If you must go DD with a 7000lb vehicle, find the highest ratio diff you can get (like 6:1, ORV places sell stuff in that range for offroaders) and use a 11" warp for the torque (bonus, it comes with a driveshaft yoke), and a Z1K controller to get the amps you need for starting. 

YOu could also find a divorced transfer case like an NP205 to get you two speeds. Still no adapter plates needed. 

Still, I think the best plan is to find yourself a manual transmission and use that. (your mention of a flex plate makes me assume you have an automatic, bad idea: less efficient, harder to make work in an EV.)

Good luck.


----------



## TheSeeker (Mar 19, 2008)

55? that's a 330 volt system! 

The car is a 1985 3 series BMW. started off at about 2200# I was thinking more along the lines of 144v, but you seem to be implying that I'd need a LOT more juice than that to get the thing moving.


----------



## TX_Dj (Jul 25, 2008)

TheSeeker said:


> I can get !50 miles at 55 with Trojan T145s, a Curtis 1231C and a WarP9 motor


I think this sentence is where the discrepancy comes from. If read quickly, that could lead the reader to believe that you are planning 55 Trojan T145s 

Nonetheless, direct drive needs a lot more grunt to get moving, which means more amps from a dead stop, which means you're using an even faster Ah rate than someone with an equivalent setup who retains a transmission, which means the same pack will give you less range overall.

If you have an auto in the car, swap it for a manual. If a manual isn't available, pick another donor unless you want the hassle and inefficiency of converting an automatic, or have lots of money for better technology overall.


----------



## TheSeeker (Mar 19, 2008)

Sorry, that was supposed to be ~50 miles at 55 MPH with Trojan T145s. corrected.


----------



## madderscience (Jun 28, 2008)

Ah, OK. I was confused.

144v with T-145s is about 1700lbs of batteries.

The car will probably weigh a bit over 4000lbs fully built then.

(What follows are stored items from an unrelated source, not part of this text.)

// Copyright 2026 the Overstory Authors
// SPDX-License-Identifier: Apache-2.0 OR MIT

//! Active-index cursor over an ordered item sequence.

use crate::ListItem;

/// Moves an active-index cursor over a host-owned item sequence.
///
/// The cursor remembers the previously active index, which range selection
/// uses as its pivot. Two public options shape movement:
///
/// - `wrap`: stepping past either end continues from the other end.
/// - `skip_disabled`: disabled items are not focusable and are stepped over.
///   With `skip_disabled` off, disabled items can be landed on (some hosts
///   keep disabled options reachable so assistive technology can announce
///   them); selection still rejects them.
///
/// Every operation returns whether the cursor moved. Operations on an empty
/// sequence, or with no reachable focusable item, are no-ops that return
/// `false`; the scan in [`ListNavigation::next`] / [`ListNavigation::prev`]
/// stops after one full circle, so a fully disabled list cannot loop
/// forever.
///
/// ## Minimal example
///
/// ```
/// use overstory_list::{ListItem, ListNavigation};
///
/// let items = vec![
///     ListItem::new(0_u32, 'a'),
///     ListItem::new(1_u32, 'b').with_disabled(true),
///     ListItem::new(2_u32, 'c'),
/// ];
///
/// let mut navigation = ListNavigation::new();
/// assert!(navigation.next(&items));
/// // The disabled item was skipped.
/// assert_eq!(navigation.active_index(), 2);
/// assert_eq!(navigation.prev_active_index(), 0);
/// ```
#[derive(Clone, Debug, PartialEq, Eq)]
pub struct ListNavigation {
    active_index: usize,
    prev_active_index: usize,
    /// Whether stepping past either end wraps to the other end.
    pub wrap: bool,
    /// Whether disabled items are skipped during movement.
    pub skip_disabled: bool,
}

impl ListNavigation {
    /// Create a cursor at index 0 with wrapping and disabled-skipping on.
    #[must_use]
    pub const fn new() -> Self {
        Self {
            active_index: 0,
            prev_active_index: 0,
            wrap: true,
            skip_disabled: true,
        }
    }

    /// Create a cursor at index 0 with explicit options.
    #[must_use]
    pub const fn with_options(wrap: bool, skip_disabled: bool) -> Self {
        Self {
            active_index: 0,
            prev_active_index: 0,
            wrap,
            skip_disabled,
        }
    }

    /// The currently active index.
    #[must_use]
    pub const fn active_index(&self) -> usize {
        self.active_index
    }

    /// The active index before the most recent successful move.
    #[must_use]
    pub const fn prev_active_index(&self) -> usize {
        self.prev_active_index
    }

    /// Overwrite the active index without focusability checks.
    ///
    /// For host resynchronization after the item sequence changes (for
    /// example, restoring a persisted cursor). Movement operations keep the
    /// index in bounds themselves.
    pub const fn set_active_index(&mut self, index: usize) {
        self.active_index = index;
    }

    /// The currently active item, if the index is in bounds.
    #[must_use]
    pub fn active<'a, K, V>(&self, items: &'a [ListItem<K, V>]) -> Option<&'a ListItem<K, V>> {
        items.get(self.active_index)
    }

    /// Whether `item` can become the active item.
    #[must_use]
    pub fn is_focusable<K, V>(&self, item: &ListItem<K, V>) -> bool {
        !item.disabled || !self.skip_disabled
    }

    /// Move the cursor to `index` if that item is focusable.
    ///
    /// On success the outgoing index is recorded as the previous active
    /// index. Out-of-bounds or non-focusable targets are no-ops.
    pub fn goto<K, V>(&mut self, items: &[ListItem<K, V>], index: usize) -> bool {
        let Some(item) = items.get(index) else {
            return false;
        };
        if !self.is_focusable(item) {
            return false;
        }
        self.prev_active_index = self.active_index;
        self.active_index = index;
        true
    }

    /// Advance to the next focusable item.
    pub fn next<K, V>(&mut self, items: &[ListItem<K, V>]) -> bool {
        self.advance(items, true)
    }

    /// Advance to the previous focusable item.
    pub fn prev<K, V>(&mut self, items: &[ListItem<K, V>]) -> bool {
        self.advance(items, false)
    }

    /// Jump to the first focusable item in sequence order.
    pub fn first<K, V>(&mut self, items: &[ListItem<K, V>]) -> bool {
        match items.iter().position(|item| self.is_focusable(item)) {
            Some(index) => self.goto(items, index),
            None => false,
        }
    }

    /// Jump to the last focusable item in sequence order.
    pub fn last<K, V>(&mut self, items: &[ListItem<K, V>]) -> bool {
        match items.iter().rposition(|item| self.is_focusable(item)) {
            Some(index) => self.goto(items, index),
            None => false,
        }
    }

    fn advance<K, V>(&mut self, items: &[ListItem<K, V>], forward: bool) -> bool {
        let len = items.len();
        if len == 0 {
            return false;
        }
        let wrap = self.wrap;
        let start = self.active_index.min(len - 1);
        let mut index = start;
        loop {
            index = match step(index, len, forward, wrap) {
                Some(next) => next,
                None => return false,
            };
            if index == start {
                // Full circle with no focusable candidate.
                return false;
            }
            if self.is_focusable(&items[index]) {
                return self.goto(items, index);
            }
        }
    }
}

impl Default for ListNavigation {
    fn default() -> Self {
        Self::new()
    }
}

const fn step(index: usize, len: usize, forward: bool, wrap: bool) -> Option<usize> {
    if forward {
        if index + 1 < len {
            Some(index + 1)
        } else if wrap {
            Some(0)
        } else {
            None
        }
    } else if index > 0 {
        Some(index - 1)
    } else if wrap {
        Some(len - 1)
    } else {
        None
    }
}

Should be doable but you need a big amps controller and you still want to find the highest ratio diff you can get. That part is critical. Most cars have a 4.7:1 ratio available. I know the BMW 1600 I had a while back had a 4.7:1 ratio diff and something like that would be what you would want. From what I remember about beemers it is possible to swap diffs back and forth between many cars so you ought to be able to find a higher ratio diff somewhere and swap it in.

YOu might want to consider T-105s instead of T-145s. You will sacrifice some capacity but you will also lose 250 pounds (10lbs less per battery) with the same operating voltage. That means noticeably better performance. If you still want the same weight in batteries, add more T-105s (assuming they will fit) for higher voltage and better performance than a same-weight pack with T-145s.

Use a warp 9" motor and make sure it is tuned to handle the amps from the Z1K or bigger controller. 

Sigh.

I read things 10 times and still misread stuff.

Sorry


----------



## rankhornjp (Nov 26, 2007)

http://www.high-impact.net/transmission_and_gear/extreme_underdrive_divorced.htm

reduction gearbox made for 4x4s, available in a 2.7:1/1:1 and a 4:1/1:1 ratio. Shift on the fly, using planetary gears. 3.63*2.7=9.8:1 and 3.63*4=14.52:1

Kinda pricey ($1900-$2300)but it would be a good replacement for a transmission.


James


----------



## Tristar500 (Jul 9, 2008)

My TR7 is dirrect drive. I use two 7 inch motors, Works sweet! 

http://www.evalbum.com/preview.php?vid=1793


Lawrence Feir
*Innovation Robotics*


----------



## TheSeeker (Mar 19, 2008)

Hmm, siamese 7s... interesting idea. What kind of cooling (if any) does that need? What depth of discharge are you going to for your 25-30 miles?

I'd want a bit more range, so would it be better to go for 6v batteries at 72 or 96v (12/16 x 6v) or for a beefier 72v system with 2 strings (18 x 8v) ... *ponder*

You say "reverse via contactors" ... from what I've read reverse can be bad for series wound motors... are you running at neutral advance? or is there anything special about your setup that prevents arcing?


----------



## Tom Thomson (Jun 11, 2008)

My previous conversion ( Dodge Ram 50 pickup ) was direct drive and performance was ok but it only weighed 2000#. Reversing was accomplished with an Albright reversing contactor and I had no problems at all. That said, my current conversion ( 924 Porsche ) has the original transmission and so far I prefer shifting ( the motor seems to prefer it too ) .
tommyt


----------



## Toby B (Aug 10, 2008)

> I'm having considerable trouble trying to even get my transmission disconnected from the flex disk that its bolted to ...


The secret is to put a big hose clamp (or 2 shorter ones screwed together) around the disc (the 'guibo') and squeeze it as tightly as you can.
Then you usually need very thin walled sockets to get onto the nuts..

I'd leave the trans for a first- time heavy car.
Really, all most of us need are 2 well- chosen ratios, 
but that takes just a bit of engineering and luck-
and most ICE transmissions don't have the right ratios easily available.

hth,
t


----------